(Collected data)
=== Section Start ===

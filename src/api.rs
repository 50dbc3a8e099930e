//! Library entry point
//!
//! [`TreeKit`] runs the whole pipeline for one raster pair: tiled detection,
//! height filtering, clustering, shapefile export and the OSM and GeoJSON
//! conversions.

use std::path::{Path, PathBuf};

use geojson::FeatureCollection;
use log::{info, warn};

use crate::config::PipelineConfig;
use crate::coordinate::CoordinateSystem;
use crate::detector::Detector;
use crate::errors::{TreeKitError, TreeKitResult};
use crate::pipeline::{ClusterDeduplicator, CoordinateMapper, DetectionSet, HeightFilter, TileGrid, TilePipeline};
use crate::raster::{GeoRaster, HeightGrid};
use crate::vector::{write_geojson_file, FormatConverter, VectorDataset, VectorExporter};

/// Artifacts and counts of one run
#[derive(Debug, Clone)]
pub struct ProcessOutput {
    /// `<stem>.zip` holding the shapefile components
    pub archive: PathBuf,
    /// Number of trees after clustering
    pub tree_count: usize,
    /// `<stem>.osm`
    pub osm: PathBuf,
    /// The trees in WGS84
    pub geojson: FeatureCollection,
    /// `<stem>.geojson`, when written
    pub geojson_path: Option<PathBuf>,
    /// Tiles processed
    pub tiles: usize,
    /// Boxes returned by the detector before height filtering
    pub raw_detections: usize,
    /// Points that passed the height filter
    pub accepted_points: usize,
}

/// Main interface to the TreeKit library
pub struct TreeKit {
    config: PipelineConfig,
}

impl TreeKit {
    /// Create a TreeKit instance with validated configuration
    pub fn new(config: PipelineConfig) -> TreeKitResult<Self> {
        config.validate()?;
        Ok(TreeKit { config })
    }

    pub fn config(&self) -> &PipelineConfig {
        &self.config
    }

    /// Detects trees in `image`, validated against the canopy heights in `chm`
    ///
    /// # Arguments
    /// * `image` - Orthophoto GeoTIFF, tiled for the detector
    /// * `chm` - Canopy height GeoTIFF in the same CRS
    /// * `detector` - Box detector run on each tile
    /// * `output_dir` - Directory receiving the artifacts
    /// * `progress` - Called after each tile with `(done, total)`
    ///
    /// # Returns
    /// Artifact paths, the tree count and the WGS84 feature collection
    pub fn process<D, P>(
        &self,
        image: &Path,
        chm: &Path,
        detector: &D,
        output_dir: &Path,
        progress: P,
    ) -> TreeKitResult<ProcessOutput>
    where
        D: Detector + ?Sized,
        P: FnMut(usize, usize),
    {
        let limits = self.config.raster_limits();
        let mut raster = GeoRaster::open(image, &limits)?;
        let crs = self.resolve_crs(&raster)?;

        let mut height_raster = GeoRaster::open(chm, &limits)?;
        if let Some(height_crs) = height_raster.crs() {
            if height_crs != crs {
                warn!("Height raster CRS {} differs from {}; assuming the same coordinate space",
                      height_crs.description(), crs.description());
            }
        }
        let grid = HeightGrid::from_raster(&mut height_raster)?;
        drop(height_raster);

        // Fails on an unsupported CRS before any tile is read
        let converter = FormatConverter::new(crs)?;

        let filter = HeightFilter::new(grid, self.config.height_threshold);
        let tiles = TileGrid::new(raster.width(), raster.height(), self.config.step(),
                                  self.config.tile_size, self.config.tile_size)?;
        let mapper = CoordinateMapper::new(*raster.transform());
        let pipeline = TilePipeline::new(detector, mapper, &filter, self.config.detection_params());
        let detections = pipeline.run(&tiles, &mut raster, progress)?;

        self.finish(detections, crs, converter, output_dir)
    }

    /// Clusters accepted points and writes every artifact
    fn finish(
        &self,
        detections: DetectionSet,
        crs: CoordinateSystem,
        converter: FormatConverter,
        output_dir: &Path,
    ) -> TreeKitResult<ProcessOutput> {
        let deduplicator = ClusterDeduplicator::new(self.config.cluster_eps, self.config.min_points)?;
        let clusters = deduplicator.deduplicate(&detections.points);
        let dataset = VectorDataset::from_clusters(crs, &clusters);

        let exporter = VectorExporter::new(output_dir, self.config.output_stem.as_str());
        let export = exporter.export(&dataset)?;

        let osm = exporter.path_for("osm");
        converter.shapefile_to_osm(&export.components.shp, &osm)?;

        let geojson = converter.to_geojson(&dataset)?;
        let geojson_path = if self.config.write_geojson {
            let path = exporter.path_for("geojson");
            write_geojson_file(&path, &geojson)?;
            Some(path)
        } else {
            None
        };

        info!("Found {} trees in {} tiles", dataset.len(), detections.tiles);
        Ok(ProcessOutput {
            archive: export.archive,
            tree_count: dataset.len(),
            osm,
            geojson,
            geojson_path,
            tiles: detections.tiles,
            raw_detections: detections.raw_detections,
            accepted_points: detections.len(),
        })
    }

    /// CRS of the primary raster, or the configured fallback
    fn resolve_crs(&self, raster: &GeoRaster) -> TreeKitResult<CoordinateSystem> {
        match (raster.crs(), self.config.assumed_crs()?) {
            (Some(crs), _) => Ok(crs),
            (None, Some(assumed)) => {
                warn!("{} declares no CRS, assuming {}", raster.path().display(), assumed.description());
                Ok(assumed)
            },
            (None, None) => Err(TreeKitError::Georeference {
                path: raster.path().to_path_buf(),
                reason: "no CRS in GeoKey directory; set assume_crs to override".to_string(),
            }),
        }
    }
}
//! Tile enumeration over a raster's pixel grid
//!
//! Windows are generated row-major from the top-left corner. A window may
//! reach past the right or bottom edge; the [`TileSource`] crops it, so
//! border tiles come back smaller than the nominal window.

use image::RgbImage;

use crate::errors::{TreeKitError, TreeKitResult};
use crate::extractor::Region;
use crate::raster::GeoRaster;

/// Anything that can produce the RGB pixels of a window
pub trait TileSource {
    /// Reads `region`, cropped to the source's extent
    fn read_tile(&mut self, region: Region) -> TreeKitResult<RgbImage>;
}

impl TileSource for GeoRaster {
    fn read_tile(&mut self, region: Region) -> TreeKitResult<RgbImage> {
        self.read_rgb(region)
    }
}

/// One window of the primary raster, ready for the detector
#[derive(Debug, Clone)]
pub struct Tile {
    /// Column of the window's top-left pixel
    pub origin_x: u32,
    /// Row of the window's top-left pixel
    pub origin_y: u32,
    /// Cropped tile pixels
    pub image: RgbImage,
}

impl Tile {
    pub fn width(&self) -> u32 {
        self.image.width()
    }

    pub fn height(&self) -> u32 {
        self.image.height()
    }
}

/// Tiling geometry for a raster of known size
#[derive(Debug, Clone, Copy, PartialEq, Eq)]
pub struct TileGrid {
    raster_width: u32,
    raster_height: u32,
    step: u32,
    window_width: u32,
    window_height: u32,
}

impl TileGrid {
    /// Create a tiling
    ///
    /// # Arguments
    /// * `raster_width`, `raster_height` - Pixel grid size
    /// * `step` - Distance between consecutive window origins
    /// * `window_width`, `window_height` - Nominal window size
    ///
    /// # Returns
    /// The grid, or a configuration error if the step or window is zero
    pub fn new(raster_width: u32, raster_height: u32, step: u32, window_width: u32, window_height: u32) -> TreeKitResult<Self> {
        if step == 0 || window_width == 0 || window_height == 0 {
            return Err(TreeKitError::Config(format!(
                "tile step ({}) and window ({}x{}) must be positive", step, window_width, window_height)));
        }

        Ok(TileGrid { raster_width, raster_height, step, window_width, window_height })
    }

    /// Square, non-overlapping tiles of `size` pixels
    pub fn square(raster_width: u32, raster_height: u32, size: u32) -> TreeKitResult<Self> {
        Self::new(raster_width, raster_height, size, size, size)
    }

    /// Number of tiles along each axis, `(across, down)`
    pub fn dimensions(&self) -> (u32, u32) {
        (self.raster_width.div_ceil(self.step), self.raster_height.div_ceil(self.step))
    }

    /// Total number of tiles
    pub fn tile_count(&self) -> usize {
        let (across, down) = self.dimensions();
        across as usize * down as usize
    }

    /// Enumerates the nominal windows without reading pixels
    ///
    /// Each call starts a fresh pass over the grid.
    pub fn regions(&self) -> impl Iterator<Item = Region> + '_ {
        (0..self.raster_height).step_by(self.step as usize).flat_map(move |y| {
            (0..self.raster_width).step_by(self.step as usize)
                .map(move |x| Region::new(x, y, self.window_width, self.window_height))
        })
    }

    /// Pairs every window with its pixels, one tile at a time
    pub fn tiles<'a, S: TileSource + ?Sized>(&'a self, source: &'a mut S) -> Tiles<'a, S> {
        Tiles {
            regions: Box::new(self.regions()),
            source,
        }
    }
}

/// Lazy iterator over the tiles of a [`TileGrid`]
pub struct Tiles<'a, S: TileSource + ?Sized> {
    regions: Box<dyn Iterator<Item = Region> + 'a>,
    source: &'a mut S,
}

impl<S: TileSource + ?Sized> Iterator for Tiles<'_, S> {
    type Item = TreeKitResult<Tile>;

    fn next(&mut self) -> Option<Self::Item> {
        let region = self.regions.next()?;
        Some(self.source.read_tile(region).map(|image| Tile {
            origin_x: region.x,
            origin_y: region.y,
            image,
        }))
    }
}
//! Final point set with attributes and CRS

use std::fmt;

use crate::coordinate::{CoordinateSystem, Point};
use crate::pipeline::Cluster;

/// Name of the zero-based feature index attribute
pub const FID_FIELD: &str = "FID";
/// Name of the merged detection count attribute
pub const MEMBERS_FIELD: &str = "MEMBERS";

/// An attribute value as stored in, or read back from, a `.dbf` file
#[derive(Debug, Clone, PartialEq)]
pub enum FieldValue {
    Integer(i64),
    Float(f64),
    Text(String),
    Null,
}

impl fmt::Display for FieldValue {
    fn fmt(&self, f: &mut fmt::Formatter<'_>) -> fmt::Result {
        match self {
            FieldValue::Integer(v) => write!(f, "{}", v),
            FieldValue::Float(v) => write!(f, "{}", v),
            FieldValue::Text(v) => write!(f, "{}", v),
            FieldValue::Null => Ok(()),
        }
    }
}

/// One exported point
#[derive(Debug, Clone, Copy, PartialEq)]
pub struct TreePoint {
    pub position: Point,
    pub members: usize,
}

/// Ordered representative points in the primary raster's CRS
#[derive(Debug, Clone, PartialEq)]
pub struct VectorDataset {
    crs: CoordinateSystem,
    points: Vec<TreePoint>,
}

impl VectorDataset {
    pub fn new(crs: CoordinateSystem, points: Vec<TreePoint>) -> Self {
        VectorDataset { crs, points }
    }

    /// Builds the dataset from clustering output, keeping cluster order
    pub fn from_clusters(crs: CoordinateSystem, clusters: &[Cluster]) -> Self {
        let points = clusters.iter()
            .map(|cluster| TreePoint { position: cluster.centroid, members: cluster.members })
            .collect();
        Self::new(crs, points)
    }

    pub fn crs(&self) -> CoordinateSystem {
        self.crs
    }

    pub fn points(&self) -> &[TreePoint] {
        &self.points
    }

    pub fn len(&self) -> usize {
        self.points.len()
    }

    pub fn is_empty(&self) -> bool {
        self.points.is_empty()
    }

    /// Attribute names in column order
    pub fn field_names() -> [&'static str; 2] {
        [FID_FIELD, MEMBERS_FIELD]
    }

    /// Attribute values of feature `index`, in [`VectorDataset::field_names`] order
    pub fn attributes(&self, index: usize) -> [FieldValue; 2] {
        [
            FieldValue::Integer(index as i64),
            FieldValue::Integer(self.points[index].members as i64),
        ]
    }

    /// Extent as `(min_x, min_y, max_x, max_y)`; zeros when empty
    pub fn bounds(&self) -> (f64, f64, f64, f64) {
        if self.points.is_empty() {
            return (0.0, 0.0, 0.0, 0.0);
        }

        self.points.iter().fold(
            (f64::INFINITY, f64::INFINITY, f64::NEG_INFINITY, f64::NEG_INFINITY),
            |(min_x, min_y, max_x, max_y), p| (
                min_x.min(p.position.x),
                min_y.min(p.position.y),
                max_x.max(p.position.x),
                max_y.max(p.position.y),
            ),
        )
    }
}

=== Section End ===

Assignment — Lines holding the string "ClusterDeduplicator" in the records above must be counted; give the number alone.

Result of the task — 2